As ThinkProgress’ Casey Quinlan recently wrote, “sexual harassment trainings have become a legal precaution more than anything, and the data shows that they are not effective at lowering incidents of harassment.” While these trainings may make people more aware of harassment when it is occurring around them, they are not going to stop people from abusing their positions of power or change their views on how women should be treated in the workplace.

Researchers have found that in order to prevent harassment in workplaces, employers need to work towards gender balance at every level of their organization.

Not only does the U.S. Congress not have gender equality — just over 19 percent of the House and 21 percent of the Senate are women — but that inequity leads to policies that prevent gender balance in private workplaces across the country.


The majority-male Congress routinely votes against legislation that would help women achieve equality, and therefore reduce harassment, in workplaces. In 2014, the Senate GOP rejected a an equal pay bill to narrow the gender wage gap. Male Republican lawmakers called it “redundant,” despite the fact that women still earn around 80 cents to a man’s dollar.

In 2013, 138 Republican representatives and 22 Republican senators voted against reauthorizing the Violence Against Women Act, which provides funding toward the investigation of violent crimes against women. The law, originally signed by Bill Clinton, also funds services for victims like rape crisis centers and hotlines.

The male-dominated Congress has also blocked attempts to more overtly prevent sexual harassment and assault. In 2014, 45 Senators — 34 of them Republicans — used a filibuster to block a proposal that would have taken military sexual assault cases outside of the hands of military commanders, a move that Democratic Sen. Kirsten Gillibrand (D-NY) said was necessary because women in the military often fear reporting sexual assault because of fear of retaliation.

If Congress really cared about leading by example when it comes to sexual assault, lawmakers could proactively pass legislation that would help protect women who come forward to report perpetrators. At the least, Congress could pass a law banning employers from using forced arbitration clauses or non-disclosure agreements, like President Obama did for federal contractors in 2014.

According to Bryce Covert in the New Republic, these clauses force employees to bring allegations of harassment in a private arbitration process “where the person making the decision is often handpicked by the employer.” Workers are far less likely to win in arbitration than they are in court. The private nature of arbitration also allows companies to get away with keeping victims silent.

“An employer can rest assured that there will be no headlines and therefore no public pressure to make any changes, while a perpetrator knows that future victims won’t be forewarned about his record of behavior,” she wrote.


The federal government doesn’t bear all of the responsibility, however, when it comes to changing workplaces to make them more equal for women and less tolerant of harassment.

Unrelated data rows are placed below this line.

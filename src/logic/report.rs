use crate::models::{CropStageRule, Forecast, Place, StageType, Verdict};
use chrono::Month;
use std::fmt::Write;

/// Capitalize the first letter of every word and lowercase the rest.
/// Any non-alphabetic character starts a new word.
pub fn title_case(s: &str) -> String {
    let mut out = String::with_capacity(s.len());
    let mut at_word_start = true;
    for c in s.chars() {
        if c.is_alphabetic() {
            if at_word_start {
                out.extend(c.to_uppercase());
            } else {
                out.extend(c.to_lowercase());
            }
            at_word_start = false;
        } else {
            out.push(c);
            at_word_start = true;
        }
    }
    out
}

pub fn month_name(month: u32) -> String {
    u8::try_from(month)
        .ok()
        .and_then(|m| Month::try_from(m).ok())
        .map(|m| m.name().to_string())
        .unwrap_or_else(|| format!("Month {}", month))
}

fn mark(ok: bool, failure: &str) -> String {
    if ok {
        "✅ OK".to_string()
    } else {
        format!("⚠️ {}", failure)
    }
}

/// Human-readable breakdown of a verdict. The month lines only appear when
/// the rule has a month window.
pub fn render_advice(
    crop: &str,
    stage: StageType,
    rule: &CropStageRule,
    forecast: &Forecast,
    verdict: &Verdict,
    current_month: u32,
) -> String {
    let mut out = String::new();

    let _ = writeln!(out, "🌾 *Crop:* {} ({} Stage)", title_case(crop), stage.label());

    if let (Some(window), Some(month_ok)) = (rule.months, verdict.month_ok) {
        let _ = writeln!(
            out,
            "🗓️ Ideal Months: {} to {}",
            month_name(window.start),
            month_name(window.end)
        );
        let _ = writeln!(
            out,
            "📅 Current: {} ({})",
            month_name(current_month),
            mark(month_ok, "Not ideal")
        );
    }

    let _ = writeln!(
        out,
        "🌡️ Temp: {:.1}°C ({})",
        forecast.temperature,
        mark(verdict.temperature_ok, "Out of range")
    );
    let _ = writeln!(
        out,
        "🌧️ Rain: {:.1} mm ({})",
        forecast.rainfall,
        mark(verdict.rainfall_ok, "Out of range")
    );
    let _ = writeln!(out, "🌤️ Weather: {}", forecast.description);

    if verdict.suitable {
        out.push_str("\n✅ Weather and timing are *suitable* for this crop stage!");
    } else {
        out.push_str("\n⚠️ One or more conditions are not ideal. Please be cautious.");
    }

    out
}

/// Final reply sent when a conversation completes.
pub fn render_completion(place: &Place, advice: &str) -> String {
    format!(
        "📍 *Location:* {}, {}\n\n{}",
        place.city, place.state, advice
    )
}
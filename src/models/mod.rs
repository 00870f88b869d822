pub mod crop_rule;
pub mod forecast;
pub mod location;
pub mod message;
pub mod session;
pub mod verdict;

pub use crop_rule::*;
pub use forecast::*;
pub use location::*;
pub use message::*;
pub use session::*;
pub use verdict::*;
use super::{GeocodeError, ReverseGeocoder};
use crate::config::GeocodingConfig;
use crate::error::Result;
use crate::models::{Coordinates, Place};
use async_trait::async_trait;
use reqwest::Url;
use serde::Deserialize;
use std::time::Duration;

const GEOCODE_URL: &str = "https://maps.googleapis.com/maps/api/geocode/json";

pub struct GoogleGeocodingClient {
    client: reqwest::Client,
    config: GeocodingConfig,
}

#[derive(Debug, Deserialize)]
struct GeocodeResponse {
    status: String,
    #[serde(default)]
    results: Vec<GeocodeResult>,
}

#[derive(Debug, Deserialize)]
struct GeocodeResult {
    #[serde(default)]
    address_components: Vec<AddressComponent>,
}

#[derive(Debug, Deserialize)]
struct AddressComponent {
    long_name: String,
    #[serde(default)]
    types: Vec<String>,
}

impl GoogleGeocodingClient {
    pub fn new(config: GeocodingConfig) -> Result<Self> {
        let client = reqwest::Client::builder()
            .timeout(Duration::from_secs(config.timeout_secs))
            .build()?;

        Ok(Self { client, config })
    }

    pub async fn lookup(&self, coords: Coordinates) -> std::result::Result<Place, GeocodeError> {
        if self.config.api_key.is_empty() {
            return Err(GeocodeError(
                "GOOGLE_API_KEY missing in environment variables".into(),
            ));
        }

        let latlng = coords.to_string();
        let url = Url::parse_with_params(
            GEOCODE_URL,
            &[("latlng", latlng.as_str()), ("key", self.config.api_key.as_str())],
        )
        .map_err(|e| GeocodeError(format!("Invalid request URL: {}", e)))?;

        let response = self
            .client
            .get(url)
            .send()
            .await
            .map_err(|e| GeocodeError(format!("Request error: {}", e.without_url())))?;

        if !response.status().is_success() {
            return Err(GeocodeError(format!(
                "Request error: geocoding service returned {}",
                response.status()
            )));
        }

        let body: GeocodeResponse = response
            .json()
            .await
            .map_err(|e| GeocodeError(format!("Request error: {}", e)))?;

        place_from_response(body)
    }
}

#[async_trait]
impl ReverseGeocoder for GoogleGeocodingClient {
    async fn reverse_geocode(
        &self,
        coords: Coordinates,
    ) -> std::result::Result<Place, GeocodeError> {
        let place = self.lookup(coords).await?;
        tracing::debug!(
            "Resolved {} to {}, {}, {}",
            coords,
            place.city,
            place.state,
            place.country
        );
        Ok(place)
    }
}

/// Pull city, state and country from the first (most specific) result.
fn place_from_response(body: GeocodeResponse) -> std::result::Result<Place, GeocodeError> {
    let first = match body.results.first() {
        Some(result) if body.status == "OK" => result,
        _ => return Err(GeocodeError(format!("Geocoding failed: {}", body.status))),
    };

    let components = &first.address_components;
    let city = extract_component(components, "locality")
        .or_else(|| extract_component(components, "administrative_area_level_2"));
    let state = extract_component(components, "administrative_area_level_1");
    let country = extract_component(components, "country").unwrap_or_default();

    match (city, state) {
        (Some(city), Some(state)) => Ok(Place {
            city,
            state,
            country,
        }),
        _ => Err(GeocodeError(
            "Could not parse city/state from response".into(),
        )),
    }
}

fn extract_component(components: &[AddressComponent], component_type: &str) -> Option<String> {
    components
        .iter()
        .find(|c| c.types.iter().any(|t| t == component_type))
        .map(|c| c.long_name.clone())
        .filter(|name| !name.is_empty())
}

#[cfg(test)]
mod tests {
    use super::*;

    fn parse(json: &str) -> GeocodeResponse {
        serde_json::from_str(json).unwrap()
    }

    #[test]
    fn extracts_locality_state_and_country() {
        let body = parse(
            r#"{"status":"OK","results":[{"address_components":[
                {"long_name":"Kanpur","types":["locality","political"]},
                {"long_name":"Kanpur Nagar","types":["administrative_area_level_2","political"]},
                {"long_name":"Uttar Pradesh","types":["administrative_area_level_1","political"]},
                {"long_name":"India","types":["country","political"]}
            ]}]}"#,
        );

        let place = place_from_response(body).unwrap();
        assert_eq!(
            place,
            Place {
                city: "Kanpur".into(),
                state: "Uttar Pradesh".into(),
                country: "India".into(),
            }
        );
    }

    #[test]
    fn falls_back_to_district_when_no_locality() {
        let body = parse(
            r#"{"status":"OK","results":[{"address_components":[
                {"long_name":"Unnao","types":["administrative_area_level_2"]},
                {"long_name":"Uttar Pradesh","types":["administrative_area_level_1"]}
            ]}]}"#,
        );

        let place = place_from_response(body).unwrap();
        assert_eq!(place.city, "Unnao");
        assert_eq!(place.country, "");
    }

    #[test]
    fn non_ok_status_is_an_error() {
        let body = parse(r#"{"status":"ZERO_RESULTS","results":[]}"#);
        let err = place_from_response(body).unwrap_err();
        assert_eq!(err.to_string(), "Geocoding failed: ZERO_RESULTS");
    }

    #[test]
    fn missing_state_is_an_error() {
        let body = parse(
            r#"{"status":"OK","results":[{"address_components":[
                {"long_name":"Somewhere","types":["locality"]}
            ]}]}"#,
        );
        let err = place_from_response(body).unwrap_err();
        assert_eq!(err.to_string(), "Could not parse city/state from response");
    }

    #[tokio::test]
    async fn missing_api_key_is_reported() {
        let client = GoogleGeocodingClient::new(GeocodingConfig {
            api_key: String::new(),
            timeout_secs: 5,
        })
        .unwrap();

        let coords = Coordinates::new(26.4499, 80.3319).unwrap();
        let err = client.reverse_geocode(coords).await.unwrap_err();
        assert!(err.to_string().contains("GOOGLE_API_KEY"));
    }
}
use thiserror::Error;

#[derive(Error, Debug)]
pub enum AgriWeatherError {
    #[error("HTTP request error: {0}")]
    Http(#[from] reqwest::Error),

    #[error("Configuration error: {0}")]
    Config(String),

    #[error("IO error: {0}")]
    Io(#[from] std::io::Error),

    #[error("YAML parsing error: {0}")]
    Yaml(#[from] serde_yaml::Error),

    #[error("Crop rule table error: {0}")]
    RuleTable(String),

    #[error("Server error: {0}")]
    Server(String),
}

pub type Result<T> = std::result::Result<T, AgriWeatherError>;
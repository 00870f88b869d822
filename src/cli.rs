use clap::{Parser, Subcommand};
use std::path::PathBuf;

#[derive(Parser)]
#[command(
    name = "agriweather",
    version,
    about = "Crop-weather suitability advisor for messaging webhooks"
)]
pub struct Cli {
    #[command(subcommand)]
    pub command: Option<Commands>,

    /// Path to config.yaml
    #[arg(short, long, global = true)]
    pub config: Option<PathBuf>,

    /// Increase log verbosity (-v for debug, -vv for trace)
    #[arg(short, long, action = clap::ArgAction::Count, global = true)]
    pub verbose: u8,
}

#[derive(Subcommand)]
pub enum Commands {
    /// Run the messaging webhook server (default)
    Serve {
        /// Override the configured bind address
        #[arg(short, long)]
        bind: Option<String>,
    },
    /// Chat with the bot from the terminal
    Chat {
        /// Sender identity for the local session
        #[arg(short, long, default_value = "local")]
        sender: String,
    },
    /// Check one crop stage against the live forecast for a city
    Evaluate {
        #[arg(long)]
        crop: String,
        /// sowing/harvesting (or s/h)
        #[arg(long)]
        stage: String,
        #[arg(long)]
        city: String,
        /// Month to evaluate against (1-12), defaults to the current month
        #[arg(long, value_parser = clap::value_parser!(u32).range(1..=12))]
        month: Option<u32>,
    },
    /// Validate config and crop data, and test API connections
    Check,
    /// Run interactive setup
    Init,
}

#[cfg(test)]
mod tests {
    use super::*;
    use clap::CommandFactory;

    #[test]
    fn cli_definition_is_valid() {
        Cli::command().debug_assert();
    }

    #[test]
    fn parses_evaluate_arguments() {
        let cli = Cli::try_parse_from([
            "agriweather", "-v", "evaluate", "--crop", "rice", "--stage", "s", "--city", "Kanpur",
            "--month", "7",
        ])
        .unwrap();
        assert_eq!(cli.verbose, 1);
        match cli.command {
            Some(Commands::Evaluate { crop, month, .. }) => {
                assert_eq!(crop, "rice");
                assert_eq!(month, Some(7));
            }
            _ => panic!("expected evaluate command"),
        }
    }

    #[test]
    fn rejects_out_of_range_month() {
        let result = Cli::try_parse_from([
            "agriweather", "evaluate", "--crop", "rice", "--stage", "s", "--city", "Kanpur",
            "--month", "13",
        ]);
        assert!(result.is_err());
    }
}
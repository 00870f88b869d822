pub mod memory;

pub use memory::InMemorySessionStore;

use crate::models::Session;
use async_trait::async_trait;
use chrono::Duration;
use tokio::sync::OwnedMutexGuard;

/// Exclusive handle on one sender's session. `None` means no session.
///
/// Holding the slot serializes every other access for the same sender;
/// other senders are unaffected.
pub type SessionSlot = OwnedMutexGuard<Option<Session>>;

/// Per-sender conversation state.
#[async_trait]
pub trait SessionStore: Send + Sync {
    /// Lock the sender's slot for a read-modify-write transition.
    async fn checkout(&self, sender_id: &str) -> SessionSlot;

    /// Drop sessions idle for longer than `max_idle` along with unused slots.
    /// Returns the number of slots removed.
    async fn prune(&self, max_idle: Duration) -> usize;

    async fn get(&self, sender_id: &str) -> Option<Session> {
        self.checkout(sender_id).await.clone()
    }

    async fn put(&self, sender_id: &str, session: Session) {
        *self.checkout(sender_id).await = Some(session);
    }

    async fn remove(&self, sender_id: &str) {
        self.checkout(sender_id).await.take();
    }
}
use serde::{Deserialize, Serialize};

/// Aggregated short-range forecast for a city.
///
/// `rainfall` is the total over the lookahead window, not a rate.
#[derive(Debug, Clone, PartialEq, Serialize, Deserialize)]
pub struct Forecast {
    pub temperature: f64, // °C
    pub rainfall: f64,    // mm
    pub description: String,
}

impl Forecast {
    pub fn new(temperature: f64, rainfall: f64, description: impl Into<String>) -> Self {
        Self {
            temperature,
            rainfall,
            description: description.into(),
        }
    }
}
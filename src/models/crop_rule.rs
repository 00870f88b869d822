use serde::{Deserialize, Serialize};

/// Crop lifecycle phase a suitability check is run for.
#[derive(Debug, Clone, Copy, PartialEq, Eq, Hash, Serialize, Deserialize)]
#[serde(rename_all = "lowercase")]
pub enum StageType {
    Sowing,
    Harvesting,
}

impl StageType {
    /// Key used for this stage in the crop rule table.
    pub fn as_str(&self) -> &'static str {
        match self {
            StageType::Sowing => "sowing",
            StageType::Harvesting => "harvesting",
        }
    }

    pub fn label(&self) -> &'static str {
        match self {
            StageType::Sowing => "Sowing",
            StageType::Harvesting => "Harvesting",
        }
    }

    /// Parse a user-supplied stage token. Accepts the full name or its first letter.
    pub fn from_token(token: &str) -> Option<Self> {
        match token.trim().to_lowercase().as_str() {
            "s" | "sowing" => Some(StageType::Sowing),
            "h" | "harvesting" => Some(StageType::Harvesting),
            _ => None,
        }
    }
}

impl std::fmt::Display for StageType {
    fn fmt(&self, f: &mut std::fmt::Formatter<'_>) -> std::fmt::Result {
        write!(f, "{}", self.label())
    }
}

/// Inclusive range of calendar months (1-12).
///
/// A window whose `end` is before its `start` wraps over the December/January
/// boundary, e.g. `11..=2` covers November through February.
#[derive(Debug, Clone, Copy, PartialEq, Eq, Serialize, Deserialize)]
pub struct MonthWindow {
    pub start: u32,
    pub end: u32,
}

impl MonthWindow {
    /// Returns `None` unless both bounds are valid month numbers.
    pub fn new(start: u32, end: u32) -> Option<Self> {
        if (1..=12).contains(&start) && (1..=12).contains(&end) {
            Some(Self { start, end })
        } else {
            None
        }
    }

    pub fn wraps(&self) -> bool {
        self.start > self.end
    }

    pub fn contains(&self, month: u32) -> bool {
        if self.wraps() {
            month >= self.start || month <= self.end
        } else {
            self.start <= month && month <= self.end
        }
    }
}

/// Weather and calendar requirements for one crop at one stage.
#[derive(Debug, Clone, PartialEq, Serialize, Deserialize)]
pub struct CropStageRule {
    pub temp_min: f64,
    pub temp_max: f64,
    pub rain_min: f64,
    pub rain_max: f64,
    pub months: Option<MonthWindow>,
}

#[cfg(test)]
mod tests {
    use super::*;

    #[test]
    fn stage_from_token_valid() {
        assert_eq!(StageType::from_token("s"), Some(StageType::Sowing));
        assert_eq!(StageType::from_token("Sowing"), Some(StageType::Sowing));
        assert_eq!(StageType::from_token(" h "), Some(StageType::Harvesting));
        assert_eq!(
            StageType::from_token("HARVESTING"),
            Some(StageType::Harvesting)
        );
    }

    #[test]
    fn stage_from_token_invalid() {
        assert_eq!(StageType::from_token("maybe"), None);
        assert_eq!(StageType::from_token(""), None);
        assert_eq!(StageType::from_token("sow"), None);
        assert_eq!(StageType::from_token("harvest"), None);
    }

    #[test]
    fn month_window_rejects_out_of_range() {
        assert!(MonthWindow::new(0, 5).is_none());
        assert!(MonthWindow::new(3, 13).is_none());
        assert!(MonthWindow::new(12, 1).is_some());
    }

    #[test]
    fn wrapping_window_covers_year_end() {
        let window = MonthWindow::new(11, 2).unwrap();
        assert!(window.wraps());
        for month in 1..=12 {
            let expected = matches!(month, 11 | 12 | 1 | 2);
            assert_eq!(window.contains(month), expected, "month {}", month);
        }
    }

    #[test]
    fn plain_window_is_inclusive() {
        let window = MonthWindow::new(3, 6).unwrap();
        assert!(!window.wraps());
        for month in 1..=12 {
            assert_eq!(window.contains(month), (3..=6).contains(&month), "month {}", month);
        }
    }

    #[test]
    fn single_month_window() {
        let window = MonthWindow::new(7, 7).unwrap();
        assert!(window.contains(7));
        assert!(!window.contains(6));
        assert!(!window.contains(8));
    }
}
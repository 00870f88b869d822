pub mod conversation;
pub mod evaluator;
pub mod report;
pub mod rule_table;

pub use conversation::ConversationEngine;
pub use evaluator::evaluate;
pub use rule_table::RuleTable;
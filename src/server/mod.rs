pub mod twilio;

use crate::config::SessionConfig;
use crate::error::{AgriWeatherError, Result};
use crate::logic::ConversationEngine;
use axum::extract::{Form, State};
use axum::http::header;
use axum::response::IntoResponse;
use axum::routing::{get, post};
use axum::Router;
use std::sync::Arc;
use std::time::Duration;
use tower_http::limit::RequestBodyLimitLayer;
use tower_http::trace::TraceLayer;
use twilio::{twiml_message, TwilioMessage};

#[derive(Clone)]
pub struct AppState {
    pub engine: Arc<ConversationEngine>,
}

pub fn router(state: AppState, max_body_bytes: usize) -> Router {
    Router::new()
        .route("/webhook", post(webhook))
        .route("/health", get(health))
        .layer(RequestBodyLimitLayer::new(max_body_bytes))
        .layer(TraceLayer::new_for_http())
        .with_state(state)
}

async fn webhook(
    State(state): State<AppState>,
    Form(message): Form<TwilioMessage>,
) -> impl IntoResponse {
    let event = message.into_event();
    tracing::debug!(
        sender = %event.sender_id,
        text = %event.text,
        location = ?event.location,
        "Inbound message"
    );

    let reply = state.engine.handle(&event).await;

    (
        [(header::CONTENT_TYPE, "application/xml")],
        twiml_message(&reply),
    )
}

async fn health() -> &'static str {
    "ok"
}

/// Run the webhook server until Ctrl-C, sweeping idle sessions in the background.
pub async fn serve(
    bind: &str,
    max_body_bytes: usize,
    sessions: &SessionConfig,
    engine: Arc<ConversationEngine>,
) -> Result<()> {
    let listener = tokio::net::TcpListener::bind(bind)
        .await
        .map_err(|e| AgriWeatherError::Server(format!("Failed to bind {}: {}", bind, e)))?;

    let sweeper = spawn_session_sweeper(sessions, &engine);

    tracing::info!("Listening for webhook messages on {}", bind);
    let app = router(AppState { engine }, max_body_bytes);
    let result = axum::serve(listener, app)
        .with_graceful_shutdown(shutdown_signal())
        .await;

    sweeper.abort();
    result.map_err(|e| AgriWeatherError::Server(e.to_string()))
}

fn spawn_session_sweeper(
    config: &SessionConfig,
    engine: &ConversationEngine,
) -> tokio::task::JoinHandle<()> {
    let sessions = Arc::clone(engine.sessions());
    let max_idle = chrono::Duration::minutes(config.idle_timeout_minutes as i64);
    let period = Duration::from_secs(config.sweep_interval_secs.max(1));

    tokio::spawn(async move {
        let mut ticker = tokio::time::interval(period);
        loop {
            ticker.tick().await;
            let removed = sessions.prune(max_idle).await;
            if removed > 0 {
                tracing::info!("Expired {} idle sessions", removed);
            }
        }
    })
}

async fn shutdown_signal() {
    if let Err(e) = tokio::signal::ctrl_c().await {
        tracing::warn!("Failed to listen for shutdown signal: {}", e);
        std::future::pending::<()>().await;
    }
    tracing::info!("Shutting down");
}

#[cfg(test)]
mod tests {
    use super::*;
    use crate::datasources::{ForecastError, ForecastProvider, GeocodeError, ReverseGeocoder};
    use crate::logic::RuleTable;
    use crate::models::{Coordinates, Forecast, Place};
    use crate::store::InMemorySessionStore;
    use async_trait::async_trait;
    use axum::body::Body;
    use axum::http::{Request, StatusCode};
    use tower::ServiceExt;

    struct StaticGeocoder;

    #[async_trait]
    impl ReverseGeocoder for StaticGeocoder {
        async fn reverse_geocode(
            &self,
            _coords: Coordinates,
        ) -> std::result::Result<Place, GeocodeError> {
            Ok(Place {
                city: "Ludhiana".into(),
                state: "Punjab".into(),
                country: "India".into(),
            })
        }
    }

    struct StaticForecast;

    #[async_trait]
    impl ForecastProvider for StaticForecast {
        async fn fetch_forecast(
            &self,
            _city: &str,
        ) -> std::result::Result<Forecast, ForecastError> {
            Ok(Forecast::new(18.0, 10.0, "clear sky"))
        }
    }

    fn app() -> Router {
        let rules = RuleTable::from_json(
            r#"{"wheat": {"sowing": {"temp_min": 10, "temp_max": 25, "rain_min": 0, "rain_max": 50}}}"#,
        )
        .unwrap();
        let engine = ConversationEngine::new(
            Arc::new(rules),
            Arc::new(InMemorySessionStore::new()),
            Arc::new(StaticGeocoder),
            Arc::new(StaticForecast),
        );
        router(
            AppState {
                engine: Arc::new(engine),
            },
            64 * 1024,
        )
    }

    fn form_request(body: &str) -> Request<Body> {
        Request::builder()
            .method("POST")
            .uri("/webhook")
            .header(header::CONTENT_TYPE, "application/x-www-form-urlencoded")
            .body(Body::from(body.to_string()))
            .unwrap()
    }

    async fn body_text(response: axum::response::Response) -> String {
        let bytes = axum::body::to_bytes(response.into_body(), usize::MAX)
            .await
            .unwrap();
        String::from_utf8(bytes.to_vec()).unwrap()
    }

    #[tokio::test]
    async fn health_check() {
        let response = app()
            .oneshot(Request::builder().uri("/health").body(Body::empty()).unwrap())
            .await
            .unwrap();
        assert_eq!(response.status(), StatusCode::OK);
        assert_eq!(body_text(response).await, "ok");
    }

    #[tokio::test]
    async fn webhook_replies_with_twiml() {
        let response = app()
            .oneshot(form_request("From=whatsapp%3A%2B15550001&Body=Hi"))
            .await
            .unwrap();

        assert_eq!(response.status(), StatusCode::OK);
        assert_eq!(
            response.headers()[header::CONTENT_TYPE],
            "application/xml"
        );
        let body = body_text(response).await;
        assert!(body.starts_with("<?xml"));
        assert!(body.contains("<Response><Message>👋 Welcome!"));
    }

    #[tokio::test]
    async fn webhook_runs_full_conversation() {
        let app = app();
        let sender = "From=whatsapp%3A%2B15550002";

        for body in ["Body=hi", "Body=wheat%2C+s"] {
            let response = app
                .clone()
                .oneshot(form_request(&format!("{}&{}", sender, body)))
                .await
                .unwrap();
            assert_eq!(response.status(), StatusCode::OK);
        }

        let response = app
            .oneshot(form_request(&format!(
                "{}&Body=&Latitude=30.90&Longitude=75.85",
                sender
            )))
            .await
            .unwrap();
        let body = body_text(response).await;
        assert!(body.contains("Ludhiana, Punjab"));
        assert!(body.contains("Wheat (Sowing Stage)"));
    }
}
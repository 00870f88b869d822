use serde::{Deserialize, Serialize};

/// Raw latitude/longitude strings attached to an inbound message.
#[derive(Debug, Clone, PartialEq, Eq, Serialize, Deserialize)]
pub struct LocationPayload {
    pub lat: String,
    pub lon: String,
}

/// Transport-neutral inbound message.
#[derive(Debug, Clone, PartialEq, Eq, Serialize, Deserialize)]
pub struct InboundEvent {
    pub sender_id: String,
    pub text: String,
    pub location: Option<LocationPayload>,
}

impl InboundEvent {
    pub fn text(sender_id: impl Into<String>, text: impl Into<String>) -> Self {
        Self {
            sender_id: sender_id.into(),
            text: text.into(),
            location: None,
        }
    }

    pub fn with_location(mut self, lat: impl Into<String>, lon: impl Into<String>) -> Self {
        self.location = Some(LocationPayload {
            lat: lat.into(),
            lon: lon.into(),
        });
        self
    }

    /// Build an event from optional coordinate fields, attaching a location
    /// only when both values are non-empty.
    pub fn from_parts(
        sender_id: impl Into<String>,
        text: &str,
        lat: Option<&str>,
        lon: Option<&str>,
    ) -> Self {
        let location = match (lat.map(str::trim), lon.map(str::trim)) {
            (Some(lat), Some(lon)) if !lat.is_empty() && !lon.is_empty() => {
                Some(LocationPayload {
                    lat: lat.to_string(),
                    lon: lon.to_string(),
                })
            }
            _ => None,
        };

        Self {
            sender_id: sender_id.into(),
            text: text.trim().to_string(),
            location,
        }
    }
}
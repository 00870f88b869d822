use serde::{Deserialize, Serialize};

#[derive(Debug, Clone, Copy, PartialEq, Serialize, Deserialize)]
pub struct Coordinates {
    pub latitude: f64,
    pub longitude: f64,
}

impl Coordinates {
    pub fn new(latitude: f64, longitude: f64) -> Option<Self> {
        let valid = latitude.is_finite()
            && longitude.is_finite()
            && (-90.0..=90.0).contains(&latitude)
            && (-180.0..=180.0).contains(&longitude);

        valid.then_some(Self {
            latitude,
            longitude,
        })
    }

    /// Parse raw coordinate strings as delivered by the messaging provider.
    pub fn parse(latitude: &str, longitude: &str) -> Option<Self> {
        let lat = latitude.trim().parse::<f64>().ok()?;
        let lon = longitude.trim().parse::<f64>().ok()?;
        Self::new(lat, lon)
    }
}

impl std::fmt::Display for Coordinates {
    fn fmt(&self, f: &mut std::fmt::Formatter<'_>) -> std::fmt::Result {
        write!(f, "{},{}", self.latitude, self.longitude)
    }
}

/// Result of reverse geocoding a coordinate pair.
#[derive(Debug, Clone, PartialEq, Eq, Serialize, Deserialize)]
pub struct Place {
    pub city: String,
    pub state: String,
    pub country: String,
}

State governments can, and have, played an important role.

At the same time, there is still much work to be done. This week, lawmakers on the state level became the subjects of the same kind of harassment allegations leveled at their counterparts in Congress. In Florida, six woman came forward against the state Senate’s budget chairman Jack Latvala (R), who is also running for governor. They claim that Latvala inappropriately touched them without their consent and made demeaning comments about their bodies, according to Politico. In Kentucky, Gov. Matt Bevin (R) called for the “immediate resignation” of the Republican House speaker who reportedly settled a sexual harassment case outside of court with a member of his staff.

Lawmakers in blue states, including California, Illinois, and Massachusetts have also been accused. According to Politico, in Illinois, “hundreds of women signed onto an open letter charging a pervasive predatory culture in the state capitol, prompting a public hearing that exposed a grossly neglected, nearly nonexistent reporting system.” Politico reports that a high-ranking Illinois lawmaker has been stripped of his leadership post, an ethics commission will meet tomorrow, and a mandatory training will likely become legally required.